Dataset entries →
══════════
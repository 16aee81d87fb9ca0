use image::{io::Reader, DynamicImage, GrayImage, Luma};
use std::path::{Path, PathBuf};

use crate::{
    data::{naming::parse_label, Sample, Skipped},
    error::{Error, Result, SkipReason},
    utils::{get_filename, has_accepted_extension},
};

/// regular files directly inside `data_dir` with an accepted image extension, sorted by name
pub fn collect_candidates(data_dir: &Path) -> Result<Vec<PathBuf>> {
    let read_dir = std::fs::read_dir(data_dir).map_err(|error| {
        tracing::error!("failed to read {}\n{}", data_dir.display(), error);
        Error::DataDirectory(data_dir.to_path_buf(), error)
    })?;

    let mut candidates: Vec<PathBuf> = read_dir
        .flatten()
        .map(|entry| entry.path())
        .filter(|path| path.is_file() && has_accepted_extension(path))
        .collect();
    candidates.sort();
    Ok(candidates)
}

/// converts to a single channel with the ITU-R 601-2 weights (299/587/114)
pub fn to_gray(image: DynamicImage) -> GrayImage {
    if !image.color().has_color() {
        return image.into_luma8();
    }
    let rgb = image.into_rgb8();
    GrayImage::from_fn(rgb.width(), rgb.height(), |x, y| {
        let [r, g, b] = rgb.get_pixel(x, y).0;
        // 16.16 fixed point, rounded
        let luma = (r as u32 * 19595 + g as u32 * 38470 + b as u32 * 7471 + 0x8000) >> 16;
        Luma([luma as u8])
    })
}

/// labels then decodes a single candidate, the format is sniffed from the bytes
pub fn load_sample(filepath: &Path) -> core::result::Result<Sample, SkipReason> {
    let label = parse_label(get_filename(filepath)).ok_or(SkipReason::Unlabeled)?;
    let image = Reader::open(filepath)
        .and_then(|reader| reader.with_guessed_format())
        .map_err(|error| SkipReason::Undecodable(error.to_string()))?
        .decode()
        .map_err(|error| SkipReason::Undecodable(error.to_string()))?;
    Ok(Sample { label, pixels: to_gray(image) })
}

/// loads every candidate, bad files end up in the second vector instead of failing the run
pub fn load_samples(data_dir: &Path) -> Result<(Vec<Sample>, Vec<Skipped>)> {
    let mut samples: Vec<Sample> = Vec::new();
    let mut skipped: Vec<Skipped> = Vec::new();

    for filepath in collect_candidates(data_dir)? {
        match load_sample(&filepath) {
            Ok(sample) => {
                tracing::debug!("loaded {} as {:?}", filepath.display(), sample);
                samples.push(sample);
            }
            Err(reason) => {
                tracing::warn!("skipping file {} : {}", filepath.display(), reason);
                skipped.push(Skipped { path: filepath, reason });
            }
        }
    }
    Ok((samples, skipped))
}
══════════
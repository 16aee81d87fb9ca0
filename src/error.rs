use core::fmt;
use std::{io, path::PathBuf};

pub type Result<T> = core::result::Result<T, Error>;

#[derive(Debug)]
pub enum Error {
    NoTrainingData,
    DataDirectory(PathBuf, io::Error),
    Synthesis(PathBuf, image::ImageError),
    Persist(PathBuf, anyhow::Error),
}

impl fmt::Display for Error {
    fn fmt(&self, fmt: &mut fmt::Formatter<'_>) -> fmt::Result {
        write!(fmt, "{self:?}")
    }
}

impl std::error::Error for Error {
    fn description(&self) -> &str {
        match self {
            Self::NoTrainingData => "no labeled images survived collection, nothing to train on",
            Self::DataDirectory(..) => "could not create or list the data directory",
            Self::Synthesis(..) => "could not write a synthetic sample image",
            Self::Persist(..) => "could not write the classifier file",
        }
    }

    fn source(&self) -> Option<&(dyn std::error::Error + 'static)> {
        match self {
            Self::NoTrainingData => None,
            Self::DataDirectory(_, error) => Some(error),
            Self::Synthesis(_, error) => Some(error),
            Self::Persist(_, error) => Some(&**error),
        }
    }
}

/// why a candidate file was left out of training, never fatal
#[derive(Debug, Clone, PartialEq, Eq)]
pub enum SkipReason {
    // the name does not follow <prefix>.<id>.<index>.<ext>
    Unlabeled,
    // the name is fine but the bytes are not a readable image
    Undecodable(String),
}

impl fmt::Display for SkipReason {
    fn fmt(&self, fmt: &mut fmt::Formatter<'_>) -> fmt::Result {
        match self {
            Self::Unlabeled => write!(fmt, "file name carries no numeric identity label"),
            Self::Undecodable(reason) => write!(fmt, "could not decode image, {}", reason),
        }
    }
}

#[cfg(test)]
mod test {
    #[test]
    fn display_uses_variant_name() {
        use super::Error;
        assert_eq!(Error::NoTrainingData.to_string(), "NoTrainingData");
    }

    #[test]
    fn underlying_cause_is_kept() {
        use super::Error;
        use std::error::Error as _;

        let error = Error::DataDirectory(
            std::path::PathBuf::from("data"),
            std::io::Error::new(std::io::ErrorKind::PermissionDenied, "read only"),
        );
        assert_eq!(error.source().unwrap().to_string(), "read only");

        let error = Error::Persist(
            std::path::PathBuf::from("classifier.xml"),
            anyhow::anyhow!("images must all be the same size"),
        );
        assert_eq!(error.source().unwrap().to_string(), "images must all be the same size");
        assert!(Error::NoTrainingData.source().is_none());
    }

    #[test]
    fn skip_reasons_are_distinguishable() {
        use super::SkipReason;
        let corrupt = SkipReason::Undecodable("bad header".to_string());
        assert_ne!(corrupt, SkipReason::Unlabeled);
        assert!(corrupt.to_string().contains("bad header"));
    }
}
══════════
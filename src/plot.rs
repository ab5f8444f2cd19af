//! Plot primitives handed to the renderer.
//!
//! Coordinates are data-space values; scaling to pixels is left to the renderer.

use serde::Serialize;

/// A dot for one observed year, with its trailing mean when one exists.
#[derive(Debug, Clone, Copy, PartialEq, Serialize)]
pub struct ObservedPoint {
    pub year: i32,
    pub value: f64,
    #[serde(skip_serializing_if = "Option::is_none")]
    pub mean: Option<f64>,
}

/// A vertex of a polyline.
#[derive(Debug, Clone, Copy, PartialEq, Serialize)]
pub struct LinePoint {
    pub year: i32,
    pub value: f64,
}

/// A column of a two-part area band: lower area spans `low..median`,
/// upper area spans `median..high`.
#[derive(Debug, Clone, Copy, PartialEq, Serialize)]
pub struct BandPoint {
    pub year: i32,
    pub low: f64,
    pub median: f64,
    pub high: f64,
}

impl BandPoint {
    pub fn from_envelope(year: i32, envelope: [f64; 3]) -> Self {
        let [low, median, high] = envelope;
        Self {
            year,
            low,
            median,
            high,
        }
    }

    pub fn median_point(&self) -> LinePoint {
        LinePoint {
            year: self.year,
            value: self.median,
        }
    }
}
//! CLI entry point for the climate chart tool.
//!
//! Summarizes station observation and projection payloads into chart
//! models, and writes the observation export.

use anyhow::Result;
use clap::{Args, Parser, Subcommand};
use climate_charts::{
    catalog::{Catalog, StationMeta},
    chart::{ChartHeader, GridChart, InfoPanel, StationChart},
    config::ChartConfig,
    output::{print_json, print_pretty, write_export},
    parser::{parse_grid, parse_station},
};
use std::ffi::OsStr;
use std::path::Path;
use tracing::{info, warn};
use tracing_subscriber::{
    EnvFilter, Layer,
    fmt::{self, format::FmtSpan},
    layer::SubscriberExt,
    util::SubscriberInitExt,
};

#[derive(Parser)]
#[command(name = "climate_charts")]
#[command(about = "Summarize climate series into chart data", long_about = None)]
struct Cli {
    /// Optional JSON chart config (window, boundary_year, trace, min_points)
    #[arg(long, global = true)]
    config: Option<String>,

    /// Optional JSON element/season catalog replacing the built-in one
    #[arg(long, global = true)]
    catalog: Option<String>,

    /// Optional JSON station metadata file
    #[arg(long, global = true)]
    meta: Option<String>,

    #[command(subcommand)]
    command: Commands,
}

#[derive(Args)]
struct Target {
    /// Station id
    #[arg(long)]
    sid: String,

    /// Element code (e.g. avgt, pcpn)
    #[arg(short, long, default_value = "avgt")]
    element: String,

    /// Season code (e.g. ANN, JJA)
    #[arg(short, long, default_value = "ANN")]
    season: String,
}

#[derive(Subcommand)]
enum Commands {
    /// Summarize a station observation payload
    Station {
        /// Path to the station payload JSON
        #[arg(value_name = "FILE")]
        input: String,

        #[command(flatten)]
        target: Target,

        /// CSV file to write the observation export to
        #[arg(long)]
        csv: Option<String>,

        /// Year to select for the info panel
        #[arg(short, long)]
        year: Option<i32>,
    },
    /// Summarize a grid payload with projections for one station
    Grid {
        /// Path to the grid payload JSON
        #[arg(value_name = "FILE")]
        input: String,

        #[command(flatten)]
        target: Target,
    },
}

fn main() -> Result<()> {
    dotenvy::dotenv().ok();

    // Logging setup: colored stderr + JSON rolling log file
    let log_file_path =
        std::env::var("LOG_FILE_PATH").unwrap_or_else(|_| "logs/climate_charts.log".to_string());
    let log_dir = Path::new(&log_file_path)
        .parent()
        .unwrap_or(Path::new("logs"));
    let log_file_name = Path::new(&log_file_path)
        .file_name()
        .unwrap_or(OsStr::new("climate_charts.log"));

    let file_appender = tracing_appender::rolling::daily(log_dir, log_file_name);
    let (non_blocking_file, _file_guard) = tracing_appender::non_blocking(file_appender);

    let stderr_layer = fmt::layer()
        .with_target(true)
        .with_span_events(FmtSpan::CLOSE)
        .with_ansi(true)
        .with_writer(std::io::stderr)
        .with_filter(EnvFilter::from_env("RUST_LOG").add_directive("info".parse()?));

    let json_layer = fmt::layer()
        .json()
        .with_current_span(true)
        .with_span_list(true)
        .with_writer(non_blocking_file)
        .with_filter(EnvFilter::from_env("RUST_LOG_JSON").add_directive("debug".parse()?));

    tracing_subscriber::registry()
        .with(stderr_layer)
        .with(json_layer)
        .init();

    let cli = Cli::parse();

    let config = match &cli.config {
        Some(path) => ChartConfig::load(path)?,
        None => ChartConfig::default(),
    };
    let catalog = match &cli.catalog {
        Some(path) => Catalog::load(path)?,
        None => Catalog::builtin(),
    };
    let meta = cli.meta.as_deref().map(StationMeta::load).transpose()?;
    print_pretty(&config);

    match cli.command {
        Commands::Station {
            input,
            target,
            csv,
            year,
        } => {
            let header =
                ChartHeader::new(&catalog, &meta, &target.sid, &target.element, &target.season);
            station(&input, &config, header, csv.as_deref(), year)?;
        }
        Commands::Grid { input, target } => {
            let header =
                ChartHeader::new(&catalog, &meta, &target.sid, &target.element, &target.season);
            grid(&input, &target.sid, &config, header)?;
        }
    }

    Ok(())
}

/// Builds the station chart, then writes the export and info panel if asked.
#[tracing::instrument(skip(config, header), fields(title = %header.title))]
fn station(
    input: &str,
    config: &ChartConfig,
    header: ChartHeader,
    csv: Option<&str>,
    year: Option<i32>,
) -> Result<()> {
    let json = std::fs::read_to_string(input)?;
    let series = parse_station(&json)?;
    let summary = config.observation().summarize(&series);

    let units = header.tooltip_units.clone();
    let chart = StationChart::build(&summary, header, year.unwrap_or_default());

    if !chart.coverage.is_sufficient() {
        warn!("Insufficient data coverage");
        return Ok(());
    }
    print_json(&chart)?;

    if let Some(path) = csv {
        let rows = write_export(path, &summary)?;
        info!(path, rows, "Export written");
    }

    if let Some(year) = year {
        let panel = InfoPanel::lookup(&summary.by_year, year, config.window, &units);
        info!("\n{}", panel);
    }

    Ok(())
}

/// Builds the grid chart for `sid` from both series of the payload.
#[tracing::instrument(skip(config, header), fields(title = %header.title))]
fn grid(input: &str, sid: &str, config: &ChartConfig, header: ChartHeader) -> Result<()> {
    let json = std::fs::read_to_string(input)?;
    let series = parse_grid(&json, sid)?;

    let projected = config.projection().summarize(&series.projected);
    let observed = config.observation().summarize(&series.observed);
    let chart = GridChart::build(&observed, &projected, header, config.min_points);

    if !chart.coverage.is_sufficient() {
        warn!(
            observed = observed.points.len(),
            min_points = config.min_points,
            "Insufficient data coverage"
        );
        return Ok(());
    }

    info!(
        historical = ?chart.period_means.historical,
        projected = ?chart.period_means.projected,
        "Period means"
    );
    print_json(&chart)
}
══════════
DIRECTIONS FOR THIS TASK → List the lines of the entries that include "files".

RESULT →
/// regular files directly inside `data_dir` with an accepted image extension, sorted by name
/// loads every candidate, bad files end up in the second vector instead of failing the run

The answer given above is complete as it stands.